Rach Fest: two nights, four concertos, four pianists
The Seattle Symphony hosts up-and-coming piano stars at its two-night salute to Rachmaninov Jan. 3 (concertos 1 and 2) and 5 (nos. 3 & 4).
Special to The Seattle Times
Seattle Symphony Orchestra: Rach Fest
Rachmaninov Festival, 7:30 p.m. Thursday (Part 1) and 8 p.m. Saturday (Part 2). Benaroya Hall, 200 University St., Seattle; $19-$122 each night (206-215-4747 or www.seattlesymphony.org).
“The first week of January can be difficult to bring people into a concert hall,” says Seattle Symphony Orchestra music director Ludovic Morlot.
If it takes a particularly attractive and artistically promising project to overcome the public’s post-holiday hangover, Morlot and SSO’s planning team believe they’ve come up with a winner.
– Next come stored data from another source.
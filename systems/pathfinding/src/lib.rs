#![deny(
    unsafe_code,
    missing_docs,
    dead_code,
    unused_results,
    non_snake_case,
    unreachable_pub
)]

//! Pursuit system that steers enemies along shortest paths toward the player.

mod path_finder;

use glam::Vec2;
use tidepool_core::{Aabb, CellCoord, Command, Event};
use tidepool_world::{query::EnemySnapshot, ConnectivityGraph};

pub use path_finder::PathFinder;

/// Distance an enemy covers along each axis per tick, in world units.
pub const PURSUIT_SPEED: f32 = 1.0;

/// Pure system that reacts to world ticks and emits enemy steps.
#[derive(Debug, Default)]
pub struct Pursuit {
    path_finder: PathFinder,
}

impl Pursuit {
    /// Emits one [`Command::StepEnemy`] per enemy that should move this tick.
    ///
    /// Stunned enemies and enemies already sharing the target's cell stay put.
    pub fn handle(
        &mut self,
        events: &[Event],
        graph: &ConnectivityGraph,
        tile_size: Vec2,
        target: CellCoord,
        enemies: &[EnemySnapshot],
        out: &mut Vec<Command>,
    ) {
        if !events
            .iter()
            .any(|event| matches!(event, Event::TimeAdvanced { .. }))
        {
            return;
        }

        for enemy in enemies {
            if enemy.stunned {
                continue;
            }
            let path = self.path_finder.shortest_path(graph, enemy.cell, target);
            let Some(waypoint) = path.get(1) else {
                continue;
            };
            let offset = pursuit_step(&enemy.body.bounds(), enemy.cell, *waypoint, tile_size);
            if offset != Vec2::ZERO {
                out.push(Command::StepEnemy {
                    enemy: enemy.id,
                    offset,
                });
            }
        }
    }
}

/// Offset moving `body` one unit per axis toward the centre of `waypoint`.
///
/// An axis only advances toward the waypoint while the body's centre lies
/// within half a tile of the waypoint centre on the other axis. A gated axis
/// re-centres on the `current` cell instead, so the body lines up with the
/// corridor before turning.
#[must_use]
pub fn pursuit_step(body: &Aabb, current: CellCoord, waypoint: CellCoord, tile_size: Vec2) -> Vec2 {
    let center = body.center();
    let target = waypoint.world_center(tile_size);
    let anchor = current.world_center(tile_size);
    let half = tile_size * 0.5;

    let x = if (target.y - center.y).abs() <= half.y {
        toward(center.x, target.x)
    } else {
        toward(center.x, anchor.x)
    };
    let y = if (target.x - center.x).abs() <= half.x {
        toward(center.y, target.y)
    } else {
        toward(center.y, anchor.y)
    };
    Vec2::new(x, y)
}

fn toward(from: f32, to: f32) -> f32 {
    if to - from >= PURSUIT_SPEED {
        PURSUIT_SPEED
    } else if from - to >= PURSUIT_SPEED {
        -PURSUIT_SPEED
    } else {
        0.0
    }
}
On Thursday and Saturday at Benaroya Hall, Morlot will conduct the orchestra and four young but accomplished pianists through all of Sergey Rachmaninov’s melodic and technically challenging piano concertos. This “Rach Fest” will feature a quartet of rising stars from around the world, bringing new perspectives to the beloved compositions.
“It’s a combination of wanting to present young artists who are prizewinners in major competitions with exploring a whole repertoire in two days,” Morlot says. “All those magnificent concertos played together in that context makes it really exciting. I think you’ll see this project continue into the future with the likes of Tchaikovsky and Brahms.”
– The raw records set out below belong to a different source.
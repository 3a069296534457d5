//! Error types for the wheelchair profile
//!
//! Classification itself is total and never fails; only loading and
//! validating a profile configuration can.

use std::path::PathBuf;

/// Main error type for butterfly-wheelchair operations
#[derive(Debug, thiserror::Error)]
pub enum Error {
    /// Configuration file could not be read
    #[error("Failed to read config {path}: {source}")]
    Io {
        path: PathBuf,
        #[source]
        source: std::io::Error,
    },

    /// Configuration is not valid TOML or does not match the schema
    #[error("Failed to parse config: {0}")]
    Parse(#[from] toml::de::Error),

    /// Configuration parsed but its values are unusable
    #[error("Invalid configuration: {0}")]
    InvalidConfig(String),
}

/// Result type alias for butterfly-wheelchair operations
pub type Result<T> = std::result::Result<T, Error>;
Of the four pianists invited to participate, Morlot has previously worked with one, 23-year-old Denis Kozhukhin. A Russian praised by Le Soir as “already in the company of the greats with his combination of moral strength and gentleness,” Kozhukhin won the top prize for piano in Belgium’s 2010 Queen Elisabeth Music Competition. He takes on Rachmaninov’s Piano Concerto No. 4 on Saturday.
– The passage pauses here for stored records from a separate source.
//! Wheelchair speed derivation
//!
//! Speeds start at the mean speed and are multiplied down or up depending on
//! how well the way is known to suit wheelchairs. The multipliers compound in
//! a fixed order, so the order of [`SpeedAdjuster::adjust_speed`]'s steps is
//! part of the contract. Ways without tagged sidewalks end up slower, which
//! biases travel times toward confirmed infrastructure.

use crate::access::AccessVerdict;
use crate::config::{PedestrianDefaults, KEY_FOOT, KEY_WHEELCHAIR};
use crate::evidence::FerrySpeedLookup;
use crate::tables::TagCategoryTables;
use crate::tags::Tags;

const ASSUMED_WITHOUT_SIDEWALK: f64 = 0.8;
const URBAN_PEDESTRIAN: f64 = 1.25;
const CROSSING: f64 = 2.0;
const FULLY_WITHOUT_SIDEWALK: f64 = 0.9;
const RESTRICTED_BUT_INTENDED: f64 = 1.25;
const PROBLEMATIC_GROUND: f64 = 0.1;
const PREFERRED_GROUND: f64 = 3.0;

/// Speed in profile units, always inside the configured bounds
#[derive(Debug, Clone, Copy, PartialEq, PartialOrd)]
pub struct SpeedValue(f64);

impl SpeedValue {
    /// Clamp `raw` into `[min, max]`. NaN maps to `min`; `max` wins when the
    /// bounds are inverted.
    pub fn clamped(raw: f64, min: f64, max: f64) -> Self {
        Self(raw.max(min).min(max))
    }

    pub fn get(self) -> f64 {
        self.0
    }
}

/// Speed adjuster over the shared tables
#[derive(Clone, Copy)]
pub struct SpeedAdjuster<'a> {
    tables: &'a TagCategoryTables,
    pedestrian: &'a PedestrianDefaults,
    ferry: &'a dyn FerrySpeedLookup,
    mean_speed: f64,
    min_speed: f64,
    max_speed: f64,
}

impl<'a> SpeedAdjuster<'a> {
    pub fn new(
        tables: &'a TagCategoryTables,
        pedestrian: &'a PedestrianDefaults,
        ferry: &'a dyn FerrySpeedLookup,
        mean_speed: f64,
        min_speed: f64,
        max_speed: f64,
    ) -> Self {
        Self {
            tables,
            pedestrian,
            ferry,
            mean_speed,
            min_speed,
            max_speed,
        }
    }

    /// Speed for a way with the given verdict; `None` for excluded ways.
    pub fn adjust_speed(&self, tags: &dyn Tags, verdict: AccessVerdict) -> Option<SpeedValue> {
        let raw = match verdict {
            AccessVerdict::Excluded => return None,
            AccessVerdict::Ferry => self.ferry.ferry_speed(tags),
            AccessVerdict::Routable => self.raw_way_speed(tags),
        };
        Some(SpeedValue::clamped(raw, self.min_speed, self.max_speed))
    }

    /// Unclamped speed after all multipliers.
    pub fn raw_way_speed(&self, tags: &dyn Tags) -> f64 {
        let t = self.tables;
        let p = self.pedestrian;
        let mut speed = self.mean_speed;
        let has_sidewalk = tags.has_tag_in("sidewalk", &p.usable_sidewalk_values);

        if let Some(highway) = tags.get("highway") {
            if t.assumed_accessible_highways.contains(highway) && !has_sidewalk {
                speed *= ASSUMED_WITHOUT_SIDEWALK;
            }

            if t.fully_accessible_highways.contains(highway) {
                if TagCategoryTables::is_urban_pedestrian_for_speed(highway) {
                    speed *= URBAN_PEDESTRIAN;
                    if tags.has_tag_with_value("footway", "crossing")
                        || highway == "crossing"
                    {
                        speed *= CROSSING;
                    }
                } else if !has_sidewalk {
                    speed *= FULLY_WITHOUT_SIDEWALK;
                }
            }

            if t.restricted_highways.contains(highway)
                && (tags.has_tag_in(KEY_FOOT, &p.intended_values)
                    || tags.has_tag_in(KEY_WHEELCHAIR, &p.intended_values))
            {
                speed *= RESTRICTED_BUT_INTENDED;
                if tags.has_tag_with_value("cycleway", "crossing")
                    || tags.has_tag_with_value("bridleway", "crossing")
                    || highway == "crossing"
                {
                    speed *= CROSSING;
                }
            }
        }

        if tags.has_tag_in("surface", &t.problematic_surfaces)
            || tags.has_tag_in("smoothness", &t.problematic_smoothnesses)
            || tags.has_tag_in("tracktype", &t.problematic_tracktypes)
        {
            speed *= PROBLEMATIC_GROUND;
        }

        if tags.has_tag_in("surface", &t.preferred_surfaces)
            || tags.has_tag_in("smoothness", &t.preferred_smoothnesses)
        {
            speed *= PREFERRED_GROUND;
        }

        speed
    }
}

#[cfg(test)]
mod tests {
    use super::*;
    use crate::config::FerryConfig;
    use crate::evidence::DurationFerrySpeed;
    use crate::tags::TagBag;

    fn speed(pairs: &[(&str, &str)]) -> f64 {
        let tables = TagCategoryTables::new();
        let pedestrian = PedestrianDefaults::wheelchair();
        let ferry = DurationFerrySpeed::new(&FerryConfig::default(), 1.0, 10.0);
        SpeedAdjuster::new(&tables, &pedestrian, &ferry, 4.0, 1.0, 10.0)
            .adjust_speed(&TagBag::from_pairs(pairs), AccessVerdict::Routable)
            .map(SpeedValue::get)
            .unwrap()
    }

    fn assert_close(actual: f64, expected: f64) {
        assert!(
            (actual - expected).abs() < 1e-9,
            "expected {expected}, got {actual}"
        );
    }

    #[test]
    fn test_residential_without_sidewalk() {
        // urban pedestrian subtype: 4 * 1.25
        assert_close(speed(&[("highway", "residential")]), 5.0);
    }

    #[test]
    fn test_unclassified_without_sidewalk() {
        assert_close(speed(&[("highway", "unclassified")]), 3.6);
        assert_close(speed(&[("highway", "service"), ("sidewalk", "both")]), 4.0);
    }

    #[test]
    fn test_assumed_highway() {
        assert_close(speed(&[("highway", "primary")]), 3.2);
        assert_close(speed(&[("highway", "primary"), ("sidewalk", "left")]), 4.0);
    }

    #[test]
    fn test_footway_crossing_hits_cap() {
        assert_close(speed(&[("highway", "footway"), ("footway", "crossing")]), 10.0);
        assert_close(speed(&[("highway", "footway")]), 5.0);
    }

    #[test]
    fn test_restricted_highway_needs_intent() {
        assert_close(speed(&[("highway", "cycleway")]), 4.0);
        assert_close(speed(&[("highway", "cycleway"), ("foot", "yes")]), 5.0);
        assert_close(
            speed(&[("highway", "cycleway"), ("wheelchair", "limited"), ("cycleway", "crossing")]),
            10.0,
        );
    }

    #[test]
    fn test_ground_multipliers() {
        // 4 * 0.1 floors at 1
        assert_close(speed(&[("highway", "path"), ("surface", "gravel")]), 1.0);
        // 4 * 3 caps at 10
        assert_close(speed(&[("highway", "path"), ("surface", "asphalt")]), 10.0);
        // 4 * 0.9 * 3
        assert_close(
            speed(&[("highway", "unclassified"), ("smoothness", "excellent")]),
            10.0,
        );
        assert_close(speed(&[("highway", "track"), ("tracktype", "grade2")]), 1.0);
    }

    #[test]
    fn test_penalty_applies_before_bonus() {
        // 4 * 0.1 * 3 = 1.2, not clamped in between
        assert_close(
            speed(&[("highway", "path"), ("smoothness", "intermediate"), ("surface", "paved")]),
            1.2,
        );
    }

    #[test]
    fn test_excluded_and_ferry() {
        let tables = TagCategoryTables::new();
        let pedestrian = PedestrianDefaults::wheelchair();
        let ferry = DurationFerrySpeed::new(&FerryConfig::default(), 1.0, 10.0);
        let adjuster = SpeedAdjuster::new(&tables, &pedestrian, &ferry, 4.0, 1.0, 10.0);
        let tags = TagBag::new().with("route", "ferry");

        assert_eq!(adjuster.adjust_speed(&tags, AccessVerdict::Excluded), None);
        assert_eq!(
            adjuster.adjust_speed(&tags, AccessVerdict::Ferry).map(SpeedValue::get),
            Some(5.0)
        );
    }

    #[test]
    fn test_clamped_nan() {
        assert_eq!(SpeedValue::clamped(f64::NAN, 1.0, 10.0).get(), 1.0);
        assert_eq!(SpeedValue::clamped(-3.0, 1.0, 10.0).get(), 1.0);
        assert_eq!(SpeedValue::clamped(42.0, 1.0, 10.0).get(), 10.0);
    }

    #[test]
    fn test_clamped_with_bad_bounds() {
        assert_eq!(SpeedValue::clamped(4.0, 5.0, 2.0).get(), 2.0);
        assert_eq!(SpeedValue::clamped(4.0, f64::NAN, 10.0).get(), 4.0);
        assert_eq!(SpeedValue::clamped(4.0, 1.0, f64::NAN).get(), 4.0);

        let tables = TagCategoryTables::new();
        let pedestrian = PedestrianDefaults::wheelchair();
        let ferry = DurationFerrySpeed::new(&FerryConfig::default(), 5.0, 2.0);
        let adjuster = SpeedAdjuster::new(&tables, &pedestrian, &ferry, 3.0, 5.0, 2.0);
        let way = TagBag::new().with("highway", "residential");
        assert_eq!(
            adjuster.adjust_speed(&way, AccessVerdict::Routable).map(SpeedValue::get),
            Some(2.0)
        );
        let boat = TagBag::new().with("route", "ferry");
        assert_eq!(
            adjuster.adjust_speed(&boat, AccessVerdict::Ferry).map(SpeedValue::get),
            Some(2.0)
        );
    }
}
On Thursday, South-Korea’s Yeol Eum Son, 26, silver medalist at the Thirteenth Van Cliburn International Piano Competition, will perform the Piano Concerto No. 1, written in 1891 and heavily revised in 1917.
Son will be followed by the celebrated 20-year-old British pianist Benjamin Grosvenor, hailed in 2011 by the Daily Telegraph as one of the “Top 10 Britons of the Year.” A recipient this year of two Gramophone Awards, Grosvenor has been the youngest winner of a number of international competitions. He’ll perform the gorgeous Second Piano Concerto.
Joining Kozhukhin on Saturday is Chinese pianist Di Wu, another Van Cliburn winner. Wu, who made her debut with the Beijing Philharmonic at age 14, will perform Rachmaninov’s dazzling Third Piano Concerto.
Morlot says part of the motivation for Rach Fest is creating a concert opportunity for these guest artists.
“The first year after winning a prize, you’re usually offered a lot of opportunities to play concertos,” he says. “But after a year or so, they dry up very quickly. It’s almost like a commission: Getting that first performance is pretty easy, but getting the second, third and fourth is really where the challenge lies. I think it’s important to be one of the orchestras providing that chance.”
There are rewards, too, for Morlot and Seattle Symphony musicians, in concentrating on a specific repertoire in one composer’s oeuvre.
“It’s a tremendous opportunity for us because it really makes you realize how a composer’s writing evolves over 30 or 40 years,” says Morlot. “Rachmaninov’s second and third piano concertos are heard all the time, but there’s a great journey between the first and fourth. This is a wonderful way to see they deserve just as much attention.”